Compound A, a selective glucocorticoid receptor agonist, inhibits immunoinflammatory diabetes, induced by multiple low doses of streptozotocin in mice.

Abstract

Type 1 diabetes is a multifactorial inflammatory disease that develops as a result of deregulated immune responses, causing progressive autoimmune destruction of insulin-producing beta cells of pancreas. 2-((4-acetoxyphenyl)-2-chloro-N-methyl) ethylammonium chloride, compound A (CpdA), is a selective glucocorticoid receptor (GR) agonist that displays strong anti-inflammatory and immunomodulatory activities. We investigated the therapeutic effectiveness of CpdA in a pharmacological model of type 1 diabetes in mice. The utility of CpdA in diabetes prevention was evaluated in vivo through its prophylactic administration to male C57BL/6 mice that received multiple low doses of streptozotocin for immunoinflammatory diabetes induction. The effect of CpdA on disease development was studied by measuring blood glucose and insulin level, histopathological examination, determination of the nature of infiltrating cells, pro- and anti-inflammatory cytokine production, and signalling pathways.

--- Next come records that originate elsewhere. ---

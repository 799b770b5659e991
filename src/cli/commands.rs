// ============================================================
// Layer 1 — CLI Commands and Arguments
// ============================================================
// Defines the three subcommands: `finetune`, `unlearn` and
// `report`, and all their configurable flags.
//
// clap's derive macros automatically generate:
//   - help text (--help)
//   - error messages for missing args
//   - type conversion (string → usize, f64, etc.)
//
// Reference: Rust Book §12 (Building a CLI Program)

use clap::{Args, Subcommand};

use crate::application::finetune_use_case::FinetuneConfig;
use crate::application::pipeline::{Architecture, DataSettings};
use crate::application::unlearn_use_case::ExperimentConfig;

#[derive(Subcommand, Debug)]
pub enum Commands {
    /// Train the classifier on the full train region and store it
    Finetune(FinetuneArgs),

    /// Unlearn the forget set and evaluate TA, UA, RA and MIA
    Unlearn(UnlearnArgs),

    /// Print the stored evaluation result of an experiment
    Report(ReportArgs),
}

/// Flags shared by every command that reads the corpus.
#[derive(Args, Debug, Clone)]
pub struct CorpusArgs {
    /// Dataset name, e.g. R8, 20ng, mr
    #[arg(long, default_value = "R8")]
    pub dataset: String,

    /// Directory holding `{dataset}_shuffle.txt` and `corpus/`
    #[arg(long, default_value = "data")]
    pub data_dir: String,

    /// Root directory for checkpoints, tokenizer and results.csv
    #[arg(long, default_value = "checkpoint")]
    pub checkpoint_dir: String,

    /// Model identifier used in checkpoint paths
    #[arg(long, default_value = "transformer")]
    pub model_id: String,

    /// Maximum tokens per document, including [CLS] and [SEP]
    #[arg(long, default_value_t = 128)]
    pub max_length: usize,

    #[arg(long, default_value_t = 32)]
    pub batch_size: usize,

    /// Fraction of the train region held out as validation
    #[arg(long, default_value_t = 0.1)]
    pub val_ratio: f64,

    /// Upper bound on tokenizer vocabulary size
    #[arg(long, default_value_t = 30000)]
    pub vocab_size: usize,

    /// Seed for loader shuffling, initialisation and noise
    #[arg(long, default_value_t = 42)]
    pub seed: u64,

    /// Print an evaluation progress line every N batches (0 = off)
    #[arg(long, default_value_t = 50)]
    pub print_freq: usize,
}

/// Encoder architecture; only used when no model config is stored yet.
#[derive(Args, Debug, Clone)]
pub struct ArchitectureArgs {
    #[arg(long, default_value_t = 256)]
    pub d_model: usize,

    /// d_model must be divisible by num_heads
    #[arg(long, default_value_t = 8)]
    pub num_heads: usize,

    #[arg(long, default_value_t = 4)]
    pub num_layers: usize,

    #[arg(long, default_value_t = 1024)]
    pub d_ff: usize,

    #[arg(long, default_value_t = 0.1)]
    pub dropout: f64,
}

impl From<ArchitectureArgs> for Architecture {
    fn from(a: ArchitectureArgs) -> Self {
        Architecture {
            d_model:    a.d_model,
            num_heads:  a.num_heads,
            num_layers: a.num_layers,
            d_ff:       a.d_ff,
            dropout:    a.dropout,
        }
    }
}

impl CorpusArgs {
    fn data_settings(&self, forget_ratio: f64) -> DataSettings {
        DataSettings {
            max_length: self.max_length,
            batch_size: self.batch_size,
            forget_ratio,
            vocab_size: self.vocab_size,
            seed:       self.seed,
        }
    }
}

// ─── finetune ─────────────────────────────────────────────────────────────────
#[derive(Args, Debug)]
pub struct FinetuneArgs {
    #[command(flatten)]
    pub corpus: CorpusArgs,

    #[command(flatten)]
    pub architecture: ArchitectureArgs,

    #[arg(long, default_value_t = 5)]
    pub epochs: usize,

    #[arg(long, default_value_t = 1e-4)]
    pub lr: f64,
}

/// The application layer never sees clap types.
impl From<FinetuneArgs> for FinetuneConfig {
    fn from(a: FinetuneArgs) -> Self {
        FinetuneConfig {
            data:           a.corpus.data_settings(0.0),
            dataset:        a.corpus.dataset,
            data_dir:       a.corpus.data_dir,
            checkpoint_dir: a.corpus.checkpoint_dir,
            model_id:       a.corpus.model_id,
            val_ratio:      a.corpus.val_ratio,
            epochs:         a.epochs,
            lr:             a.lr,
            print_freq:     a.corpus.print_freq,
            architecture:   a.architecture.into(),
        }
    }
}

// ─── unlearn ──────────────────────────────────────────────────────────────────
#[derive(Args, Debug)]
pub struct UnlearnArgs {
    #[command(flatten)]
    pub corpus: CorpusArgs,

    #[command(flatten)]
    pub architecture: ArchitectureArgs,

    /// One of: raw, RL, GA, GA_l1, FT, FT_l1, fisher, fisher_new, retrain, wfisher
    #[arg(long, default_value = "raw")]
    pub unlearn_method: String,

    /// Fraction of the train region to forget, in [0, 1)
    #[arg(long, default_value_t = 0.1)]
    pub forget_ratio: f64,

    /// Ignore any stored checkpoint and unlearn again
    #[arg(long)]
    pub rerun: bool,

    #[arg(long, default_value_t = 2)]
    pub unlearn_epochs: usize,

    #[arg(long, default_value_t = 1e-5)]
    pub unlearn_lr: f64,

    /// L1 strength (*_l1) or perturbation scale (Fisher methods)
    #[arg(long, default_value_t = 1e-4)]
    pub alpha: f64,
}

impl From<UnlearnArgs> for ExperimentConfig {
    fn from(a: UnlearnArgs) -> Self {
        ExperimentConfig {
            data:           a.corpus.data_settings(a.forget_ratio),
            dataset:        a.corpus.dataset,
            data_dir:       a.corpus.data_dir,
            checkpoint_dir: a.corpus.checkpoint_dir,
            model_id:       a.corpus.model_id,
            unlearn_method: a.unlearn_method,
            rerun:          a.rerun,
            val_ratio:      a.corpus.val_ratio,
            print_freq:     a.corpus.print_freq,
            unlearn_epochs: a.unlearn_epochs,
            unlearn_lr:     a.unlearn_lr,
            alpha:          a.alpha,
            architecture:   a.architecture.into(),
        }
    }
}

// ─── report ───────────────────────────────────────────────────────────────────
#[derive(Args, Debug)]
pub struct ReportArgs {
    #[arg(long, default_value = "R8")]
    pub dataset: String,

    #[arg(long, default_value = "checkpoint")]
    pub checkpoint_dir: String,

    #[arg(long, default_value = "transformer")]
    pub model_id: String,

    #[arg(long, default_value = "raw")]
    pub unlearn_method: String,

    #[arg(long, default_value_t = 0.1)]
    pub forget_ratio: f64,
}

Prophylactic in vivo therapy with CpdA conferred protection against development of immunoinflammatory diabetes in mice by dampening the M1/Th1/Th17 immune response and switching it towards an anti-inflammatory M2/Th2/Treg profile, thus preserving beta cell function. Anti-diabetic properties of CpdA are mediated through modulation of immune cell-mediated pathways, but without triggering adverse events. These findings provide basic information for the therapeutic use of selective GR agonists in the amelioration of islet-directed autoimmunity.